ちなみに当時の佐川氏の虚偽答弁を見ると、あの嘘は咄嗟についたものではなく、準備された嘘であるように思える。というのも、前もって言うことを準備していると、視線はあちこちに向かず、まっすぐに前を見つめて嘘をつくことができるからだ。
話を麻生氏の会見に戻そう。大臣としての監督責任については、「残念、残念、誠に残念。誠に申し訳ない」と答えた。繰り返された「残念」という言葉から、麻生氏本人も裏切られた、騙された、悔しいという思いを強く持っているように見える。だから会見冒頭、財務相や理財局という言葉に反応し足踏みしたのだ。
書き換えの背景に「やはり政治家や政治への忖度が働いたのか?」との問いには、眉を上げて大きく目を見開くと、今度は身体を前後左右に微妙に揺らした。YESでもNOでもない微妙な揺れから、忖度という一言で片づけられない何かが、そこにはあったのではないだろうか。

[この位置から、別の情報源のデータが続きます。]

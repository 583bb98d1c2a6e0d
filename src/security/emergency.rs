//! Global emergency pause switch

use crate::bridge::Amount;
use crate::error::{BridgeError, BridgeResult};

use chrono::{DateTime, Utc};
use serde::Serialize;

/// Who paused the bridge, when and why
#[derive(Debug, Clone, PartialEq, Serialize)]
pub struct PauseInfo {
    pub paused_by: String,
    pub reason: String,
    pub paused_at: DateTime<Utc>,
}

#[derive(Debug)]
pub struct EmergencyControls {
    pause: Option<PauseInfo>,
    /// Transfers above this amount are logged as large
    threshold: Amount,
}

impl EmergencyControls {
    pub fn new(threshold: Amount) -> Self {
        Self {
            pause: None,
            threshold,
        }
    }

    pub fn is_paused(&self) -> bool {
        self.pause.is_some()
    }

    pub fn pause_info(&self) -> Option<&PauseInfo> {
        self.pause.as_ref()
    }

    pub fn pause(&mut self, actor: &str, reason: &str) -> BridgeResult<PauseInfo> {
        if self.pause.is_some() {
            return Err(BridgeError::AlreadyPaused);
        }
        let info = PauseInfo {
            paused_by: actor.to_string(),
            reason: reason.to_string(),
            paused_at: Utc::now(),
        };
        self.pause = Some(info.clone());
        Ok(info)
    }

    pub fn resume(&mut self) -> BridgeResult<PauseInfo> {
        self.pause.take().ok_or(BridgeError::NotPaused)
    }

    pub fn threshold(&self) -> &Amount {
        &self.threshold
    }

    pub fn set_threshold(&mut self, threshold: Amount) {
        self.threshold = threshold;
    }

    pub fn is_large(&self, amount: &Amount) -> bool {
        amount > &self.threshold
    }
}

#[cfg(test)]
mod tests {
    use super::*;

    #[test]
    fn test_pause_resume_cycle() {
        let mut controls = EmergencyControls::new(Amount::from(10u32));
        assert!(matches!(controls.resume(), Err(BridgeError::NotPaused)));

        let info = controls.pause("ops", "exploit on destination chain").unwrap();
        assert_eq!(info.paused_by, "ops");
        assert!(controls.is_paused());
        assert!(matches!(
            controls.pause("ops", "again"),
            Err(BridgeError::AlreadyPaused)
        ));

        let released = controls.resume().unwrap();
        assert_eq!(released.reason, "exploit on destination chain");
        assert!(!controls.is_paused());
    }

    #[test]
    fn test_large_transfer_is_strictly_above_threshold() {
        let controls = EmergencyControls::new(Amount::from(10u32));
        assert!(!controls.is_large(&Amount::from(10u32)));
        assert!(controls.is_large(&Amount::from(11u32)));
    }
}
//! Core domain types shared by the orchestrator, consensus and batching layers

use super::fees::FeeRate;

use chrono::{DateTime, Utc};
use num_bigint::BigUint;
use serde::{Deserialize, Serialize};
use sha3::{Digest, Keccak256};
use std::fmt;

/// Token amounts are arbitrary-precision unsigned integers in base units
pub type Amount = BigUint;

/// Addresses shorter than this are rejected as implausible
pub const MIN_ADDRESS_LEN: usize = 20;

/// Blockchain network identifier (lower-case network name)
#[derive(Debug, Clone, PartialEq, Eq, Hash, PartialOrd, Ord, Serialize, Deserialize)]
#[serde(transparent)]
pub struct ChainId(String);

impl ChainId {
    pub fn new(name: impl Into<String>) -> Self {
        Self(name.into().to_ascii_lowercase())
    }

    pub fn as_str(&self) -> &str {
        &self.0
    }
}

impl fmt::Display for ChainId {
    fn fmt(&self, f: &mut fmt::Formatter<'_>) -> fmt::Result {
        f.write_str(&self.0)
    }
}

impl From<&str> for ChainId {
    fn from(name: &str) -> Self {
        Self::new(name)
    }
}

/// Kind of asset being bridged
#[derive(Debug, Clone, Copy, PartialEq, Eq, Hash, Serialize, Deserialize)]
#[serde(rename_all = "lowercase")]
pub enum AssetType {
    /// Native token (e.g. ETH, MATIC)
    Native,
    Erc20,
    /// NFT
    Erc721,
    Erc1155,
}

impl AssetType {
    pub fn as_str(&self) -> &'static str {
        match self {
            AssetType::Native => "native",
            AssetType::Erc20 => "erc20",
            AssetType::Erc721 => "erc721",
            AssetType::Erc1155 => "erc1155",
        }
    }
}

impl fmt::Display for AssetType {
    fn fmt(&self, f: &mut fmt::Formatter<'_>) -> fmt::Result {
        f.write_str(self.as_str())
    }
}

/// Status of the bridge as a whole
#[derive(Debug, Clone, Copy, PartialEq, Eq, Serialize, Deserialize, Default)]
#[serde(rename_all = "lowercase")]
pub enum BridgeStatus {
    #[default]
    Active,
    Paused,
    Emergency,
    Upgrading,
}

impl BridgeStatus {
    pub fn as_str(&self) -> &'static str {
        match self {
            BridgeStatus::Active => "active",
            BridgeStatus::Paused => "paused",
            BridgeStatus::Emergency => "emergency",
            BridgeStatus::Upgrading => "upgrading",
        }
    }
}

/// Lifecycle of a cross-chain transaction
#[derive(Debug, Clone, Copy, PartialEq, Eq, Hash, Serialize, Deserialize)]
#[serde(rename_all = "lowercase")]
pub enum TransactionStatus {
    Pending,
    Confirmed,
    Executed,
    Failed,
}

impl TransactionStatus {
    pub fn as_str(&self) -> &'static str {
        match self {
            TransactionStatus::Pending => "pending",
            TransactionStatus::Confirmed => "confirmed",
            TransactionStatus::Executed => "executed",
            TransactionStatus::Failed => "failed",
        }
    }

    /// Forward transitions only: pending -> confirmed -> executed, or failed
    /// from any non-terminal state.
    pub fn can_transition_to(&self, next: TransactionStatus) -> bool {
        use TransactionStatus::*;
        matches!(
            (self, next),
            (Pending, Confirmed) | (Confirmed, Executed) | (Pending, Failed) | (Confirmed, Failed)
        )
    }
}

impl fmt::Display for TransactionStatus {
    fn fmt(&self, f: &mut fmt::Formatter<'_>) -> fmt::Result {
        f.write_str(self.as_str())
    }
}

/// Arguments of a single transfer, as submitted by a caller or a batch entry
#[derive(Debug, Clone, PartialEq, Serialize, Deserialize)]
pub struct TransferRequest {
    pub source_chain: ChainId,
    pub destination_chain: ChainId,
    pub source_address: String,
    pub destination_address: String,
    pub asset_type: AssetType,
    /// Contract address for tokens, zero address for native assets
    pub asset_address: String,
    #[serde(with = "decimal")]
    pub amount: Amount,
    #[serde(default, with = "decimal::option")]
    pub token_id: Option<Amount>,
    /// Deposit transaction on the source chain, when reported by a watcher
    #[serde(default)]
    pub source_tx_hash: Option<String>,
}

/// A single cross-chain transfer attempt
#[derive(Debug, Clone, PartialEq, Serialize, Deserialize)]
pub struct CrossChainTransaction {
    pub id: String,
    pub source_chain: ChainId,
    pub destination_chain: ChainId,
    pub source_address: String,
    pub destination_address: String,
    pub asset_type: AssetType,
    pub asset_address: String,
    #[serde(with = "decimal")]
    pub amount: Amount,
    #[serde(default, with = "decimal::option")]
    pub token_id: Option<Amount>,
    pub status: TransactionStatus,
    #[serde(with = "decimal")]
    pub fee: Amount,
    pub source_tx_hash: Option<String>,
    pub destination_tx_hash: Option<String>,
    /// Validator whose confirmation completed the quorum
    pub confirming_validator: Option<String>,
    pub gas_used: Option<u64>,
    pub created_at: DateTime<Utc>,
    pub updated_at: DateTime<Utc>,
    pub executed_at: Option<DateTime<Utc>>,
    pub failed_at: Option<DateTime<Utc>>,
    pub failure_reason: Option<String>,
}

impl CrossChainTransaction {
    pub(crate) fn new(request: TransferRequest, fee: Amount, now: DateTime<Utc>) -> Self {
        let id = generate_id(&[
            request.source_chain.as_str().as_bytes(),
            request.destination_chain.as_str().as_bytes(),
            request.source_address.as_bytes(),
            request.amount.to_string().as_bytes(),
        ]);

        Self {
            id,
            source_chain: request.source_chain,
            destination_chain: request.destination_chain,
            source_address: request.source_address,
            destination_address: request.destination_address,
            asset_type: request.asset_type,
            asset_address: request.asset_address,
            amount: request.amount,
            token_id: request.token_id,
            status: TransactionStatus::Pending,
            fee,
            source_tx_hash: request.source_tx_hash,
            destination_tx_hash: None,
            confirming_validator: None,
            gas_used: None,
            created_at: now,
            updated_at: now,
            executed_at: None,
            failed_at: None,
            failure_reason: None,
        }
    }

    /// Canonical digest validators sign to attest this transfer
    pub fn signing_payload(&self) -> [u8; 32] {
        let canonical = format!(
            "{}_{}_{}_{}_{}_{}",
            self.id,
            self.source_chain,
            self.destination_chain,
            self.source_address,
            self.destination_address,
            self.amount
        );
        Keccak256::digest(canonical.as_bytes()).into()
    }

    pub fn involves(&self, address: &str) -> bool {
        self.source_address == address || self.destination_address == address
    }
}

/// Configuration and accounting for one bridgeable asset on an ordered chain pair
#[derive(Debug, Clone, PartialEq, Serialize, Deserialize)]
pub struct AssetMapping {
    pub id: String,
    pub source_chain: ChainId,
    pub destination_chain: ChainId,
    pub source_asset: String,
    pub destination_asset: String,
    pub asset_type: AssetType,
    pub decimals: u8,
    pub active: bool,
    #[serde(with = "decimal")]
    pub min_amount: Amount,
    #[serde(with = "decimal")]
    pub max_amount: Amount,
    #[serde(with = "decimal")]
    pub daily_limit: Amount,
    #[serde(with = "decimal")]
    pub daily_used: Amount,
    pub fee_rate: FeeRate,
    pub created_at: DateTime<Utc>,
    pub updated_at: DateTime<Utc>,
}

impl AssetMapping {
    /// Lookup key for the (source, destination, asset type) triple
    pub fn key(source: &ChainId, destination: &ChainId, asset_type: AssetType) -> String {
        format!("{}_{}_{}", source, destination, asset_type)
    }

    /// Remaining daily allowance.
    ///
    /// Panics if the counter has overrun its limit: that can only happen
    /// through a logic bug in the accounting path.
    pub fn remaining_daily(&self) -> Amount {
        if self.daily_used > self.daily_limit {
            panic!(
                "asset mapping {} daily-used {} exceeds daily limit {}",
                self.id, self.daily_used, self.daily_limit
            );
        }
        &self.daily_limit - &self.daily_used
    }
}

/// Short unique identifier: first 16 bytes of Keccak-256 over the given parts
/// and a random nonce, hex encoded.
pub(crate) fn generate_id(parts: &[&[u8]]) -> String {
    let mut hasher = Keccak256::new();
    for part in parts {
        hasher.update(part);
        hasher.update(b"_");
    }
    hasher.update(uuid::Uuid::new_v4().as_bytes());
    let digest = hasher.finalize();
    hex::encode(&digest[..16])
}

/// Serde helpers encoding [`Amount`] as a decimal string
pub mod decimal {
    use num_bigint::BigUint;
    use serde::de::Error;
    use serde::{Deserialize, Deserializer, Serializer};
    use std::str::FromStr;

    pub fn serialize<S: Serializer>(value: &BigUint, serializer: S) -> Result<S::Ok, S::Error> {
        serializer.serialize_str(&value.to_string())
    }

    pub fn deserialize<'de, D: Deserializer<'de>>(deserializer: D) -> Result<BigUint, D::Error> {
        let raw = String::deserialize(deserializer)?;
        BigUint::from_str(raw.trim())
            .map_err(|e| D::Error::custom(format!("invalid amount {:?}: {}", raw, e)))
    }

    pub mod option {
        use num_bigint::BigUint;
        use serde::de::Error;
        use serde::{Deserialize, Deserializer, Serializer};
        use std::str::FromStr;

        pub fn serialize<S: Serializer>(
            value: &Option<BigUint>,
            serializer: S,
        ) -> Result<S::Ok, S::Error> {
            match value {
                Some(v) => serializer.serialize_some(&v.to_string()),
                None => serializer.serialize_none(),
            }
        }

        pub fn deserialize<'de, D: Deserializer<'de>>(
            deserializer: D,
        ) -> Result<Option<BigUint>, D::Error> {
            Option::<String>::deserialize(deserializer)?
                .map(|raw| {
                    BigUint::from_str(raw.trim())
                        .map_err(|e| D::Error::custom(format!("invalid amount {:?}: {}", raw, e)))
                })
                .transpose()
        }
    }
}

尊大で態度が悪いと会見には批判が集中、辞任を求める声が高まっているが、麻生氏を安倍内閣の防波堤とする見方もあるらしい。放り出して辞任するより「原因の究明と再発防止」に努めると明言したものの、あのぶっきらぼうで冷ややかな会見からは、財務相への未練は感じられない。「安倍首相」という名前に足踏みを始めたら、要注意だろう。